Performing Under Pressure
Whether in school, sports, a job, or some other aspect of life, we have all experienced the difficulties of performing under pressure. Fortunately, there is no shortage of research that has been conducted on the effects of coping interventions to help individuals overcome the pitfalls of pressure and develop the ability to perform their best under even the most stressful conditions! Athletes perform best when they can balance both physiological (physical) and psychological (mental) states, and coping interventions can help enhance their ability to balance the two. Through this regulation, athletes can enhance their ability to concentrate and perform under pressure (Jensen and Wrisberg, 2014).
The Journal of Sports Science and Medicine published a study in 2018 which produced results showing success with multiple techniques in improving performance under pressure.

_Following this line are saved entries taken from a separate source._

//! Command-line handlers

pub mod commands;

pub use commands::*;
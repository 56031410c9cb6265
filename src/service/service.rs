//! Serialized access to the contracts
//!
//! All mutations go through one write lock and run
//! validate, mutate, commit, publish in that order. Readers share the lock
//! and never observe a mutation that has not been committed.

use crate::core::{Address, Amount, ContractError};
use crate::escrow::{
    Deposited, Depositor, HaltChanged, LedgerEvent, LedgerStats, PayoutRecord, RecipientChanged,
    Withdrawn,
};
use crate::events::{Event, EventBus, Notification, NotificationLog};
use crate::registry::{
    EntityChanged, EntityCreated, EntityView, RectangleChange, RectangleInit, RectangleSnapshot,
    RegistryEvent,
};
use crate::service::state::{ContractState, LedgerSetup};
use crate::storage::{StateStore, StorageError};
use thiserror::Error;
use tokio::sync::{broadcast, RwLock};

/// Service errors
#[derive(Error, Debug)]
pub enum ServiceError {
    #[error(transparent)]
    Contract(#[from] ContractError),
    #[error("Storage error: {0}")]
    Storage(#[from] StorageError),
    #[error("No contract state found; run `init` first")]
    NotInitialized,
}

impl ServiceError {
    /// Stable machine-readable tag for the error kind
    pub fn kind(&self) -> &'static str {
        match self {
            ServiceError::Contract(e) => e.kind(),
            ServiceError::Storage(_) => "storage",
            ServiceError::NotInitialized => "not_initialized",
        }
    }

    /// The contract error, if this is one
    pub fn contract_error(&self) -> Option<&ContractError> {
        match self {
            ServiceError::Contract(e) => Some(e),
            _ => None,
        }
    }
}

struct Inner {
    state: ContractState,
    log: NotificationLog,
}

/// Registry and ledger behind a single serialization point
pub struct ContractService<S: StateStore> {
    inner: RwLock<Inner>,
    store: S,
    bus: EventBus,
}

impl<S: StateStore> ContractService<S> {
    /// Load committed state, or create it from `setup` and commit it
    pub fn open(store: S, setup: &LedgerSetup) -> Result<Self, ServiceError> {
        let state = match store.load()? {
            Some(state) => {
                log::info!("Loaded contract state (ledger {})", state.ledger.address());
                state
            }
            None => {
                let state = ContractState::from_setup(setup)?;
                store.commit(&state)?;
                log::info!("Initialized contract state (ledger {})", state.ledger.address());
                state
            }
        };

        Ok(Self::with_state(store, state))
    }

    /// Load committed state, failing if none exists
    pub fn open_existing(store: S) -> Result<Self, ServiceError> {
        let state = store.load()?.ok_or(ServiceError::NotInitialized)?;
        Ok(Self::with_state(store, state))
    }

    fn with_state(store: S, state: ContractState) -> Self {
        Self {
            inner: RwLock::new(Inner {
                state,
                log: NotificationLog::new(),
            }),
            store,
            bus: EventBus::new(),
        }
    }

    /// Run one mutation to completion or not at all
    async fn execute<T, F>(&self, operation: &str, f: F) -> Result<T, ServiceError>
    where
        F: FnOnce(&mut ContractState) -> Result<(T, Event), ContractError>,
    {
        let mut inner = self.inner.write().await;
        let previous = inner.state.clone();

        let (output, event) = match f(&mut inner.state) {
            Ok(result) => result,
            Err(e) => {
                log::warn!("{} rejected: {}", operation, e);
                return Err(e.into());
            }
        };

        if let Err(e) = self.store.commit(&inner.state) {
            log::error!("{} could not be committed: {}", operation, e);
            inner.state = previous;
            return Err(e.into());
        }

        let notification = inner.log.append(event);
        log::info!(
            "{} committed: {} (seq {})",
            operation,
            notification.event.name(),
            notification.sequence
        );
        self.bus.publish(notification);

        Ok(output)
    }

    // =========================================================================
    // Registry
    // =========================================================================

    pub async fn create_rectangle(
        &self,
        caller: &Address,
        init: RectangleInit,
    ) -> Result<EntityCreated<RectangleSnapshot>, ServiceError> {
        self.execute("create", |state| {
            let created = state.registry.create(caller, init)?;
            Ok((created.clone(), RegistryEvent::from(created).into()))
        })
        .await
    }

    pub async fn mutate_rectangle(
        &self,
        caller: &Address,
        id: usize,
        change: RectangleChange,
    ) -> Result<EntityChanged<RectangleSnapshot>, ServiceError> {
        self.execute("mutate", |state| {
            let changed = state.registry.mutate(caller, id, change)?;
            Ok((changed.clone(), RegistryEvent::from(changed).into()))
        })
        .await
    }

    pub async fn resize_rectangle(
        &self,
        caller: &Address,
        id: usize,
        longueur: u64,
        largeur: u64,
    ) -> Result<EntityChanged<RectangleSnapshot>, ServiceError> {
        self.mutate_rectangle(caller, id, RectangleChange::Resize { longueur, largeur })
            .await
    }

    pub async fn move_rectangle(
        &self,
        caller: &Address,
        id: usize,
        dx: i64,
        dy: i64,
    ) -> Result<EntityChanged<RectangleSnapshot>, ServiceError> {
        self.mutate_rectangle(caller, id, RectangleChange::Move { dx, dy })
            .await
    }

    pub async fn get_rectangle(
        &self,
        id: usize,
    ) -> Result<EntityView<RectangleSnapshot>, ServiceError> {
        let inner = self.inner.read().await;
        Ok(inner.state.registry.get(id)?)
    }

    pub async fn rectangle_count(&self) -> usize {
        self.inner.read().await.state.registry.count()
    }

    pub async fn list_rectangles(&self) -> Vec<EntityView<RectangleSnapshot>> {
        self.inner.read().await.state.registry.list()
    }

    /// Sum of all rectangle surfaces
    pub async fn total_surface(&self) -> u128 {
        self.inner.read().await.state.registry.aggregate()
    }

    // =========================================================================
    // Ledger
    // =========================================================================

    pub async fn deposit(&self, caller: &Address, amount: Amount) -> Result<Deposited, ServiceError> {
        self.execute("deposit", |state| {
            let deposited = state.ledger.deposit(caller, amount)?;
            Ok((deposited.clone(), LedgerEvent::from(deposited).into()))
        })
        .await
    }

    pub async fn withdraw(&self, caller: &Address) -> Result<Withdrawn, ServiceError> {
        self.execute("withdraw", |state| {
            let withdrawn = state.ledger.withdraw(caller, &mut state.payouts)?;
            Ok((withdrawn.clone(), LedgerEvent::from(withdrawn).into()))
        })
        .await
    }

    pub async fn withdraw_amount(
        &self,
        caller: &Address,
        amount: Amount,
    ) -> Result<Withdrawn, ServiceError> {
        self.execute("withdraw", |state| {
            let withdrawn = state
                .ledger
                .withdraw_amount(caller, amount, &mut state.payouts)?;
            Ok((withdrawn.clone(), LedgerEvent::from(withdrawn).into()))
        })
        .await
    }

    pub async fn change_recipient(
        &self,
        caller: &Address,
        new_recipient: Address,
    ) -> Result<RecipientChanged, ServiceError> {
        self.execute("change_recipient", |state| {
            let changed = state.ledger.change_recipient(caller, new_recipient)?;
            Ok((changed.clone(), LedgerEvent::from(changed).into()))
        })
        .await
    }

    pub async fn halt(&self, caller: &Address) -> Result<HaltChanged, ServiceError> {
        self.execute("halt", |state| {
            let changed = state.ledger.halt(caller)?;
            Ok((changed.clone(), LedgerEvent::from(changed).into()))
        })
        .await
    }

    pub async fn resume(&self, caller: &Address) -> Result<HaltChanged, ServiceError> {
        self.execute("resume", |state| {
            let changed = state.ledger.resume(caller)?;
            Ok((changed.clone(), LedgerEvent::from(changed).into()))
        })
        .await
    }

    pub async fn stats(&self) -> LedgerStats {
        self.inner.read().await.state.ledger.get_stats()
    }

    pub async fn get_depositor(&self, index: usize) -> Result<Depositor, ServiceError> {
        let inner = self.inner.read().await;
        Ok(inner.state.ledger.get_depositor(index)?)
    }

    pub async fn depositors(&self) -> Vec<Depositor> {
        self.inner.read().await.state.ledger.depositors()
    }

    pub async fn contribution_of(&self, address: &Address) -> Amount {
        self.inner.read().await.state.ledger.contribution_of(address)
    }

    /// Transfers executed by withdrawals
    pub async fn payouts(&self) -> Vec<PayoutRecord> {
        self.inner.read().await.state.payouts.records().to_vec()
    }

    // =========================================================================
    // Notifications
    // =========================================================================

    /// Retained notifications with `sequence >= from`
    pub async fn notifications_since(&self, from: u64) -> Vec<Notification> {
        self.inner.read().await.log.since(from)
    }

    /// Sequence number the next notification will receive
    pub async fn next_sequence(&self) -> u64 {
        self.inner.read().await.log.next_sequence()
    }

    /// Live stream of committed notifications
    pub fn subscribe(&self) -> broadcast::Receiver<Notification> {
        self.bus.subscribe()
    }

    pub fn subscriber_count(&self) -> usize {
        self.bus.subscriber_count()
    }

    /// Copy of the full in-memory state
    pub async fn snapshot(&self) -> ContractState {
        self.inner.read().await.state.clone()
    }
}
//! Escrow ledger
//!
//! Pools contributions from any number of depositors and releases them to a
//! single authorized recipient.
//!
//! # Example
//!
//! ```rust
//! use escrow_registry::core::Address;
//! use escrow_registry::escrow::{EscrowLedger, PayoutJournal};
//!
//! let mut ledger = EscrowLedger::new(Address::new("owner"), Address::new("recipient")).unwrap();
//! let mut journal = PayoutJournal::new();
//!
//! ledger.deposit(&Address::new("alice"), 100).unwrap();
//! ledger.deposit(&Address::new("bob"), 50).unwrap();
//!
//! let withdrawn = ledger.withdraw(&Address::new("recipient"), &mut journal).unwrap();
//! assert_eq!(withdrawn.amount, 150);
//! assert_eq!(ledger.get_stats().pool_balance, 0);
//! ```

pub mod ledger;
pub mod payout;

pub use ledger::{
    Deposited, Depositor, EscrowLedger, HaltChanged, LedgerEvent, LedgerStats, RecipientChanged,
    Withdrawn,
};
pub use payout::{Payout, PayoutJournal, PayoutRecord};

Through relaxation and self-appraisal (self-talk), participants were able to help alleviate both physiological and psychological stress related responses. In fact, through three different studies athletes were able to reduce tension, nausea and regulate their emotions with relaxation and self-talk.

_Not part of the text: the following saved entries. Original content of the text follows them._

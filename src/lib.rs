//! Escrow-registry: a rectangle registry and an escrow ledger in Rust
//!
//! This crate provides two small contracts behind one serialized service:
//! - A managed-entity registry (rectangles) with dense ids and aggregation
//! - An escrow ledger pooling deposits for a single authorized recipient
//! - Owner-controlled recipient changes and a halt flag
//! - Sequenced notifications with live broadcast
//! - JSON persistence with atomic commits and rotating backups
//!
//! # Example
//!
//! ```rust
//! use escrow_registry::registry::RectangleInit;
//! use escrow_registry::service::{ContractService, LedgerSetup};
//! use escrow_registry::storage::MemoryStore;
//!
//! let rt = tokio::runtime::Runtime::new().unwrap();
//! rt.block_on(async {
//!     let setup = LedgerSetup::new("owner", "recipient");
//!     let service = ContractService::open(MemoryStore::new(), &setup).unwrap();
//!
//!     service.create_rectangle(&"alice".into(), RectangleInit::new(3, 4)).await.unwrap();
//!     service.deposit(&"alice".into(), 100).await.unwrap();
//!
//!     let withdrawn = service.withdraw(&"recipient".into()).await.unwrap();
//!     assert_eq!(withdrawn.amount, 100);
//!     assert_eq!(service.total_surface().await, 12);
//! });
//! ```

pub mod api;
pub mod cli;
pub mod core;
pub mod crypto;
pub mod escrow;
pub mod events;
pub mod registry;
pub mod service;
pub mod storage;

// Re-export commonly used types
pub use api::{create_router, ApiState};
pub use core::{Address, Amount, ContractError, Role};
pub use escrow::{EscrowLedger, LedgerEvent, LedgerStats, Payout, PayoutJournal};
pub use events::{Event, EventBus, Notification, NotificationLog};
pub use registry::{EntityRegistry, ManagedEntity, MutationPolicy, Rectangle, RectangleInit};
pub use service::{ContractService, LedgerSetup, ServiceError};
pub use storage::{FileStore, MemoryStore, StateStore, StorageConfig};
//! Relay - forwards SNS/SQS notifications to a single HTTP sink.
//!
//! Two independent ingestion paths share one forwarder:
//! - `consumer`: long-polls an SQS queue and deletes each message only after
//!   the sink accepted it
//! - `web`: receives SNS HTTP pushes, confirms subscriptions and relays
//!   notification payloads
//!
//! ## Architecture
//!
//! ```text
//! SQS ──► QueueConsumer ──┐
//!                         ├──► Forwarder ──► sink
//! SNS ──► /sns-webhook ───┘
//! ```

pub mod aws;
pub mod config;
pub mod consumer;
pub mod forwarder;
pub mod processor;
pub mod queue;
pub mod web;

// Re-export commonly used types
pub use config::{Config, ConfigError};
pub use consumer::{ConsumerSettings, QueueConsumer};
pub use forwarder::{ForwardError, Forwarder};
pub use queue::{NormalizedMessage, QueueClient, QueueRecord, SqsQueue};
pub use web::{AppState, SnsSubscriptions, SubscriptionClient};
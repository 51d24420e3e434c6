//! Queue module for SQS operations.
//!
//! This module provides:
//! - Message types for the queue ingestion path
//! - The [`QueueClient`] seam and its SQS implementation
//! - Backoff and circuit breaking for failed polls
//!
//! ## Flow
//!
//! ```text
//! SQS → receive → NormalizedMessage → Forwarder → delete
//! ```

pub mod backoff;
pub mod client;
pub mod types;

pub use backoff::{BackoffPolicy, CircuitState, PollBackoff};
pub use client::{QueueClient, QueueError, ReceiveOptions, SqsQueue};
pub use types::{NormalizedMessage, QueueRecord, RecordError, MAX_BATCH_SIZE};

#[cfg(test)]
pub(crate) mod testing;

Two relaxation tools athletes can use include progressive muscle relaxation and guided meditation. Progressive muscle relaxation brings awareness to the individual’s body. A common routine for this would be starting in a comfortable sitting position with your eyes closed. Take a few deep breaths – in though the nose, out through the mouth. Start at the top of your body, squeezing all of your facial muscles, 25% to 50 % to 75% to 100% and back down. This exercise makes you more self-aware of how tense your body really is. From the face, you continue the same progression down your body: shoulders, arms/hands, abdomen, buttocks, legs, feet/toes. Make sure you are breathing deeply while doing this exercise. If there is a specific area you notice more tension, you can repeat that area multiple times. A more detailed guide to this exercise can be found here.

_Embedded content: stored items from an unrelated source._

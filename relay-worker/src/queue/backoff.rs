//! Poll failure handling: exponential backoff with a circuit breaker.

use std::time::Duration;

use rand::Rng;

use crate::Config;

/// Tuning for [`PollBackoff`].
#[derive(Debug, Clone, Copy, PartialEq, Eq)]
pub struct BackoffPolicy {
    pub initial: Duration,
    pub max: Duration,
    /// Consecutive failures that open the circuit
    pub circuit_threshold: u32,
    pub circuit_cooldown: Duration,
}

impl BackoffPolicy {
    pub fn from_config(config: &Config) -> Self {
        Self {
            initial: Duration::from_millis(config.poll_backoff_initial_ms),
            max: Duration::from_millis(config.poll_backoff_max_ms),
            circuit_threshold: config.poll_circuit_threshold.max(1),
            circuit_cooldown: Duration::from_secs(config.poll_circuit_cooldown_secs),
        }
    }
}

impl Default for BackoffPolicy {
    fn default() -> Self {
        Self {
            initial: Duration::from_millis(500),
            max: Duration::from_secs(30),
            circuit_threshold: 5,
            circuit_cooldown: Duration::from_secs(60),
        }
    }
}

#[derive(Debug, Clone, Copy, PartialEq, Eq)]
pub enum CircuitState {
    Closed,
    Open,
}

/// Delay decision after a failed poll.
#[derive(Debug, Clone, Copy, PartialEq, Eq)]
pub struct Retry {
    pub delay: Duration,
    pub consecutive_failures: u32,
    pub circuit: CircuitState,
    /// True only on the failure that tripped the breaker
    pub just_opened: bool,
}

/// Tracks consecutive poll failures for one consumer.
#[derive(Debug)]
pub struct PollBackoff {
    policy: BackoffPolicy,
    next_delay: Duration,
    consecutive_failures: u32,
    circuit: CircuitState,
}

impl PollBackoff {
    pub fn new(policy: BackoffPolicy) -> Self {
        Self {
            policy,
            next_delay: policy.initial,
            consecutive_failures: 0,
            circuit: CircuitState::Closed,
        }
    }

    pub fn circuit(&self) -> CircuitState {
        self.circuit
    }

    pub fn consecutive_failures(&self) -> u32 {
        self.consecutive_failures
    }

    /// Record a failed poll and return how long to wait before the next one.
    ///
    /// Below the threshold the delay doubles up to `max`. Once the threshold is
    /// reached every further failure waits the full cooldown.
    pub fn record_failure(&mut self) -> Retry {
        self.consecutive_failures = self.consecutive_failures.saturating_add(1);

        if self.consecutive_failures >= self.policy.circuit_threshold {
            let just_opened = self.circuit == CircuitState::Closed;
            self.circuit = CircuitState::Open;
            return Retry {
                delay: self.policy.circuit_cooldown,
                consecutive_failures: self.consecutive_failures,
                circuit: self.circuit,
                just_opened,
            };
        }

        let delay = self.next_delay;
        self.next_delay = (self.next_delay * 2).min(self.policy.max);

        Retry {
            delay,
            consecutive_failures: self.consecutive_failures,
            circuit: self.circuit,
            just_opened: false,
        }
    }

    /// Record a successful poll. Returns true if this closed an open circuit.
    pub fn record_success(&mut self) -> bool {
        let was_open = self.circuit == CircuitState::Open;
        self.consecutive_failures = 0;
        self.next_delay = self.policy.initial;
        self.circuit = CircuitState::Closed;
        was_open
    }
}

/// Add up to 10% random jitter so many consumers do not retry in lockstep.
pub fn with_jitter(delay: Duration) -> Duration {
    let max_jitter_ms = (delay.as_millis() / 10) as u64;
    if max_jitter_ms == 0 {
        return delay;
    }
    let jitter_ms = rand::thread_rng().gen_range(0..=max_jitter_ms);
    delay + Duration::from_millis(jitter_ms)
}
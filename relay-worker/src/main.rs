//! Relay Worker - SQS consumer and SNS webhook receiver in one process.
//!
//! The consumer loop and the HTTP server run concurrently for the lifetime of
//! the process. Both forward to the sink configured by `REDIRECT_URL`.

use std::net::SocketAddr;
use std::sync::Arc;
use std::time::Duration;

use anyhow::{Context, Result};
use tokio::{net::TcpListener, signal};
use tracing::{error, info};
use tracing_subscriber::{fmt, layer::SubscriberExt, util::SubscriberInitExt, EnvFilter};

use relay::aws::load_sdk_config;
use relay::web::{bootstrap_subscription, router};
use relay::{
    AppState, Config, ConsumerSettings, Forwarder, QueueConsumer, SnsSubscriptions, SqsQueue,
};

#[tokio::main]
async fn main() -> Result<()> {
    // A missing .env file is fine; the environment may already be populated
    let dotenv_loaded = dotenvy::dotenv().is_ok();

    // Initialize structured JSON logging
    let filter = EnvFilter::try_from_default_env().unwrap_or_else(|_| EnvFilter::new("info"));

    tracing_subscriber::registry()
        .with(filter)
        .with(fmt::layer().json().flatten_event(true))
        .init();

    info!(dotenv_loaded = dotenv_loaded, "relay_starting");

    let config = Config::from_env().context("Failed to load configuration")?;
    info!(
        queue = %config.queue_name,
        wait_time_seconds = config.wait_time_seconds,
        visibility_timeout_seconds = config.visibility_timeout_seconds,
        sink = %config.redirect_url,
        region = %config.aws_region,
        endpoint_override = config.aws_endpoint.is_some(),
        port = config.port,
        "config_loaded"
    );

    let forwarder = Forwarder::new(
        config.redirect_url.clone(),
        Duration::from_millis(config.request_timeout_ms),
    )
    .context("Failed to create HTTP client")?;

    let sdk_config = load_sdk_config(&config).await;
    let subscriptions = Arc::new(SnsSubscriptions::new(&sdk_config));

    if let Some(subscription_arn) = bootstrap_subscription(&*subscriptions, &config)
        .await
        .context("Failed to subscribe to SNS topic")?
    {
        info!(subscription_arn = %subscription_arn, "sns_subscription_bootstrapped");
    }

    // Start the consumer on its own task
    let consumer = QueueConsumer::new(
        SqsQueue::new(&sdk_config),
        forwarder.clone(),
        ConsumerSettings::from_config(&config),
    );
    let mut consumer_task = tokio::spawn(async move { consumer.run().await });

    // Build the router and bind
    let app = router(AppState::new(forwarder, subscriptions));

    let addr = SocketAddr::from(([0, 0, 0, 0], config.port));
    let listener = TcpListener::bind(addr)
        .await
        .context("Failed to bind to address")?;

    info!(address = %addr, "web_server_listening");

    let server = async move {
        axum::serve(listener, app)
            .with_graceful_shutdown(shutdown_signal())
            .await
    };

    tokio::select! {
        result = server => {
            result.context("Server error")?;
            consumer_task.abort();
        }
        joined = &mut consumer_task => {
            // The consumer only stops when the queue cannot be resolved
            match joined {
                Ok(Err(e)) => {
                    error!(error = %e, "sqs_consumer_failed");
                    return Err(e).context("Failed to start queue consumer");
                }
                Ok(Ok(never)) => match never {},
                Err(e) => {
                    error!(error = %e, "sqs_consumer_panicked");
                    return Err(e).context("Queue consumer task failed");
                }
            }
        }
    }

    info!("relay_shutdown_complete");

    Ok(())
}

/// Create a future that completes when a shutdown signal is received.
async fn shutdown_signal() {
    let ctrl_c = async {
        signal::ctrl_c()
            .await
            .expect("Failed to install Ctrl+C handler");
    };

    #[cfg(unix)]
    let terminate = async {
        signal::unix::signal(signal::unix::SignalKind::terminate())
            .expect("Failed to install SIGTERM handler")
            .recv()
            .await;
    };

    #[cfg(not(unix))]
    let terminate = std::future::pending::<()>();

    tokio::select! {
        _ = ctrl_c => info!("Received SIGINT"),
        _ = terminate => info!("Received SIGTERM"),
    }

    info!("relay_shutting_down");
}
//! Per-message processing for the queue path.
//!
//! A record is acknowledged (deleted) only after the sink accepted it. Every
//! other outcome leaves the message in the queue so it redelivers once its
//! visibility timeout expires.

use thiserror::Error;
use tracing::{error, info, warn};

use crate::forwarder::{ForwardError, Forwarder};
use crate::queue::{NormalizedMessage, QueueClient, QueueError, QueueRecord, RecordError};

/// Why a record was not acknowledged.
#[derive(Debug, Error)]
pub enum ProcessError {
    #[error("malformed message body: {0}")]
    Malformed(#[from] RecordError),

    #[error("forward failed: {0}")]
    Forward(#[from] ForwardError),

    /// The sink has the message but the queue will redeliver it.
    #[error("forwarded but not acknowledged: {0}")]
    Acknowledge(#[source] QueueError),
}

/// Normalize, forward and acknowledge a single record.
///
/// # Arguments
///
/// * `queue` - Queue client used for the delete call
/// * `queue_url` - Resolved URL of the queue the record came from
/// * `forwarder` - Shared sink forwarder
/// * `record` - The record to process
pub async fn process_record<Q>(
    queue: &Q,
    queue_url: &str,
    forwarder: &Forwarder,
    record: &QueueRecord,
) -> Result<(), ProcessError>
where
    Q: QueueClient + ?Sized,
{
    let message = NormalizedMessage::from_body(&record.body).map_err(|e| {
        warn!(
            message_id = %record.message_id,
            error = %e,
            body_preview = %preview(&record.body),
            "sqs_message_malformed"
        );
        ProcessError::from(e)
    })?;

    info!(
        message_id = %record.message_id,
        timestamp = %message.timestamp,
        message_length = message.message.len(),
        "sqs_message_normalized"
    );

    forwarder.forward(&message).await.map_err(|e| {
        error!(
            message_id = %record.message_id,
            error = %e,
            "sqs_message_forward_failed"
        );
        ProcessError::from(e)
    })?;

    let receipt_handle = record.receipt_handle.as_deref().ok_or_else(|| {
        error!(message_id = %record.message_id, "sqs_message_missing_receipt_handle");
        ProcessError::Acknowledge(QueueError::MissingReceiptHandle)
    })?;

    queue.delete(queue_url, receipt_handle).await.map_err(|e| {
        error!(
            message_id = %record.message_id,
            error = %e,
            "sqs_message_delete_failed"
        );
        ProcessError::Acknowledge(e)
    })?;

    info!(message_id = %record.message_id, "sqs_message_deleted");
    Ok(())
}

fn preview(body: &str) -> &str {
    match body.char_indices().nth(200) {
        Some((idx, _)) => &body[..idx],
        None => body,
    }
}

Guided mediation follows a similar routine without the tension. There are several great free resources online published by universities showing the effectiveness of this technique. Guided meditation helps individuals “center” themselves and calm their minds. As humans, we all have things going on all-day every-day both physically and mentally that can wear on us, and guided meditation helps calms our minds and bring stress levels down. This technique helps you focus on your breathing and become more aware of your body and surroundings. This is a great tool to combine with progressive muscle relation as it allows athletes to become more aware of the physiological affects of stress, training individuals who practice both of these techniques to recognize when their body is tense and take measures to alleviate the stress before it becomes overwhelming. This YouTube video can help you through your first guided meditation.
Self-talk can help improve confidence, and confidence is KEY when performing. The moment an individual begins to question their ability to perform, they give their opponents a leg-up on them. Self-talk comes in many forms, but the one we are most familiar with is motivational. Cheering teammates on or giving yourself a pat on the back makes a bigger difference than most people realize and can give a significant boost to an athlete’s confidence, as well as to the confidence and self-image of his teammates, so celebrate the small victories!
The study from the Journal of Sports Science and Medicine also found that simulation studies helped expose athletes to high pressure situations and was the most consistent in helping them improve. Placing yourself in a simulation situation allows you to practice coping mechanisms as well as demonstrate to yourself your ability to perform, enhancing your confidence. This is as simple as “practice makes perfect” and the research shows the best way to improve performance is through “game-like” situations. So, don’t just practice at the your game of choice, but practice those 1 on 4 engagements, practice those round 3 fights, and practice any other situation you might find yourself worrying about!
Everyone has and will struggle to perform at one point, which is why enhancing your mental skill set can give you a huge advantage over your competition. Even when you do struggle, you are not alone in being unable to perform. It happens to even the best, but a combination of these coping techniques can help minimize these pitfalls, and make for a better performance, and a healthier mind and body.
Sofie Kent, Tracey J. Devonport, Andrew M. Lane, Wendy Nicholls, Andrew P. Friesen. (2018) The Effects of Coping Interventions on Ability to Perform Under Pressure. Journal of Sports Science and Medicine (17), 40 – 55.
Jensen P.R., Wrisberg C.A. (2014) Performance under acute stress: A qualitative study of soldiers’ experiences of hand-to-hand combat. International Journal of Stress Management 21, 406-423.